We asked our colleagues to talk to strangers - this is what happened
It’s surprising how often it is overlooked that major infrastructure projects are never just about engineering. Infrastructure is also shaped by the decisions that citizens make about where to live and how far to commute. It is shaped by the value that citzens get from the time they commute as by the minutes saved: can they sit and work, or—shock horror—talk to their fellow commuter? And getting infrastructure built on time and on budget is strongly affected by whether communities are fighting for or against it, not least because of the perceived social impact it will have. There is behavioural science in all of this.
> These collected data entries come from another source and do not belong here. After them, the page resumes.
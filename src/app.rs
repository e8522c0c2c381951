use tracing::debug;
use tracing::info;

use crate::CellOffset;
use crate::ViewOffset;
use crate::config::Config;
use crate::cursor::Cursor;
use crate::events::AppEvent;
use crate::events::Command;
use crate::events::Event;
use crate::events::Flow;
use crate::simulation::Simulation;
use crate::simulation::SimulationError;

pub const MIN_SPEED: CellOffset = 1;
pub const MAX_SPEED: CellOffset = 20;

/// The interactive editor: a simulation, a cursor, and the screen they are shown on.
pub struct App {
    sim: Simulation,
    cursor: Cursor,

    /// Multiplier for cursor and pan movement
    speed: CellOffset,

    /// Screen size, in view pixels
    width: ViewOffset,
    height: ViewOffset,

    max_zoom: ViewOffset,
}

impl App {
    pub fn new(
        config: &Config,
        width: ViewOffset,
        height: ViewOffset,
    ) -> Result<Self, SimulationError> {
        let mut sim = Simulation::new(config.limits);
        sim.set_viewport(0, 0, config.zoom)?;

        let mut app = Self {
            sim,
            cursor: Cursor::default(),
            speed: MIN_SPEED,
            width,
            height,
            max_zoom: config.max_zoom,
        };
        app.lock_cursor();

        Ok(app)
    }

    pub fn simulation(&self) -> &Simulation {
        &self.sim
    }

    pub fn simulation_mut(&mut self) -> &mut Simulation {
        &mut self.sim
    }

    pub fn cursor(&self) -> &Cursor {
        &self.cursor
    }

    pub fn speed(&self) -> CellOffset {
        self.speed
    }

    pub fn screen(&self) -> (ViewOffset, ViewOffset) {
        (self.width, self.height)
    }

    /// Advance the simulation by one frame.
    pub fn frame(&mut self) -> bool {
        self.sim.tick()
    }

    pub fn handle(&mut self, event: Event) -> Result<Flow, SimulationError> {
        match event {
            Event::Engine(Command::SetViewport { pan_x, pan_y, zoom }) => {
                // same ceiling as the zoom keys; zooms below 1 are still refused
                let zoom = if zoom >= 1 { zoom.min(self.max_zoom) } else { zoom };

                self.sim.set_viewport(pan_x, pan_y, zoom)?;
            }
            Event::Engine(command) => {
                self.sim.apply(command)?;
            }
            Event::App(AppEvent::Exit) => {
                info!(generation = self.sim.generation(), "exiting");

                return Ok(Flow::Exit);
            }
            Event::App(event) => self.handle_app(event)?,
        }

        self.lock_cursor();

        Ok(Flow::Continue)
    }

    fn handle_app(&mut self, event: AppEvent) -> Result<(), SimulationError> {
        match event {
            AppEvent::MoveCursor { dx, dy } => {
                self.cursor
                    .move_by(dx.saturating_mul(self.speed), dy.saturating_mul(self.speed));
            }
            AppEvent::ResizeCursor(delta) => self.cursor.resize_by(delta),
            AppEvent::Fill => self.cursor.fill(self.sim.world_mut()),
            AppEvent::Erase => self.cursor.erase(self.sim.world_mut()),
            AppEvent::Capture(slot) => {
                let size = self.cursor.size() as u16;
                let (x, y) = (self.cursor.x, self.cursor.y);

                self.sim.capture_brush(slot, x, y, size, size)?;
            }
            AppEvent::Stamp(slot) => {
                self.sim.stamp_brush(slot, self.cursor.x, self.cursor.y)?;
            }
            AppEvent::Pan { dx, dy } => {
                self.sim
                    .viewport_mut()
                    .pan_by(dx.saturating_mul(self.speed), dy.saturating_mul(self.speed));
            }
            AppEvent::Zoom(delta) => {
                self.sim.viewport_mut().zoom_by(delta, self.max_zoom);
                debug!(zoom = self.sim.viewport().zoom(), "zoom changed");
            }
            AppEvent::ResetPan => self.sim.viewport_mut().reset_pan(),
            AppEvent::SpeedUp => self.speed = (self.speed + 1).min(MAX_SPEED),
            AppEvent::SpeedDown => self.speed = (self.speed - 1).max(MIN_SPEED),
            AppEvent::ResetSpeed => self.speed = MIN_SPEED,
            AppEvent::Resize { width, height } => {
                self.width = width;
                self.height = height;
                debug!(width, height, "screen resized");
            }
            AppEvent::Exit => {}
        }

        Ok(())
    }

    fn lock_cursor(&mut self) {
        self.cursor
            .lock_to_screen(self.sim.viewport(), self.width, self.height);
    }
}
use crossterm::event::Event as CrossTermEvent;
use crossterm::event::KeyCode;
use crossterm::event::KeyEvent;
use crossterm::event::KeyEventKind;
use crossterm::event::KeyModifiers;

use sparselife::ViewOffset;
use sparselife::events::AppEvent;
use sparselife::events::Command;
use sparselife::events::Event;

/// Terminal rows kept for the status line
pub const STATUS_ROWS: u16 = 1;

/// Rows left for the picture on a terminal with `rows` rows.
pub fn picture_rows(rows: u16) -> u16 {
    rows.saturating_sub(STATUS_ROWS)
}

/// Size in view pixels of the picture on a `cols x rows` terminal.
pub fn screen_pixels(cols: u16, rows: u16) -> (ViewOffset, ViewOffset) {
    (
        ViewOffset::from(cols) * 2,
        ViewOffset::from(picture_rows(rows)) * 4,
    )
}

/// Converts a crossterm event into a sparselife event
pub fn convert_event(event: CrossTermEvent) -> Option<Event> {
    match event {
        CrossTermEvent::Key(key_event) if key_event.kind != KeyEventKind::Release => {
            convert_key(key_event)
        }
        CrossTermEvent::Resize(cols, rows) => {
            let (width, height) = screen_pixels(cols, rows);

            Some(Event::App(AppEvent::Resize { width, height }))
        }
        _ => None,
    }
}

fn convert_key(key_event: KeyEvent) -> Option<Event> {
    let KeyEvent {
        code, modifiers, ..
    } = key_event;

    if let Some(command) = convert_command(code) {
        return Some(Event::Engine(command));
    }

    let app = match (code, modifiers) {
        (KeyCode::Char('c'), KeyModifiers::CONTROL) | (KeyCode::Char('q'), _) => AppEvent::Exit,

        // camera
        (KeyCode::Left, KeyModifiers::SHIFT) | (KeyCode::Char('h'), _) => {
            AppEvent::Pan { dx: -1, dy: 0 }
        }
        (KeyCode::Down, KeyModifiers::SHIFT) | (KeyCode::Char('j'), _) => {
            AppEvent::Pan { dx: 0, dy: 1 }
        }
        (KeyCode::Up, KeyModifiers::SHIFT) | (KeyCode::Char('k'), _) => {
            AppEvent::Pan { dx: 0, dy: -1 }
        }
        (KeyCode::Right, KeyModifiers::SHIFT) | (KeyCode::Char('l'), _) => {
            AppEvent::Pan { dx: 1, dy: 0 }
        }
        (KeyCode::Char('K'), _) => AppEvent::Zoom(1),
        (KeyCode::Char('J'), _) => AppEvent::Zoom(-1),
        (KeyCode::Char('r'), _) => AppEvent::ResetPan,

        // cursor
        (KeyCode::Left, _) => AppEvent::MoveCursor { dx: -1, dy: 0 },
        (KeyCode::Down, _) => AppEvent::MoveCursor { dx: 0, dy: 1 },
        (KeyCode::Up, _) => AppEvent::MoveCursor { dx: 0, dy: -1 },
        (KeyCode::Right, _) => AppEvent::MoveCursor { dx: 1, dy: 0 },
        (KeyCode::Char('+' | '='), _) => AppEvent::ResizeCursor(1),
        (KeyCode::Char('-'), _) => AppEvent::ResizeCursor(-1),
        (KeyCode::Enter, _) => AppEvent::Fill,
        (KeyCode::Backspace | KeyCode::Delete, _) => AppEvent::Erase,

        // speed
        (KeyCode::Char(']'), _) => AppEvent::SpeedUp,
        (KeyCode::Char('['), _) => AppEvent::SpeedDown,
        (KeyCode::Char('\\'), _) => AppEvent::ResetSpeed,

        // brushes
        (KeyCode::Char(c), _) if c.is_ascii_digit() => AppEvent::Stamp(slot_of(c)?),
        (KeyCode::Char(c), _) => AppEvent::Capture(shifted_slot_of(c)?),

        _ => return None,
    };

    Some(Event::App(app))
}

fn convert_command(code: KeyCode) -> Option<Command> {
    match code {
        KeyCode::Char(' ') => Some(Command::ToggleRunning),
        KeyCode::Char('n') | KeyCode::Tab => Some(Command::AdvanceGeneration),
        _ => None,
    }
}

fn slot_of(c: char) -> Option<usize> {
    c.to_digit(10).map(|d| d as usize)
}

/// The slot under a shifted digit on a US layout.
fn shifted_slot_of(c: char) -> Option<usize> {
    let slot = match c {
        ')' => 0,
        '!' => 1,
        '@' => 2,
        '#' => 3,
        '$' => 4,
        '%' => 5,
        '^' => 6,
        '&' => 7,
        '*' => 8,
        '(' => 9,
        _ => return None,
    };

    Some(slot)
}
We are a guest in people’s homes. The decisions and choices that we talk about are the fabric of people’s lives, decisions and hopes
A final reflection, as our new PM prepares for office, and other Premiers begin their terms: behavioural scientists, data analysts, innovation teams, and the latest kids on the block, must remember a key lesson of early failures. We are a guest in people’s homes. The decisions and choices that we talk about are the fabric of people’s lives, decisions and hopes. We have to be on their side, including against the abusive use of BI by businesses or governments.
We are their servants, not the other way round. Our place in governments—however good our technical methods and results—rests on that humility and compact.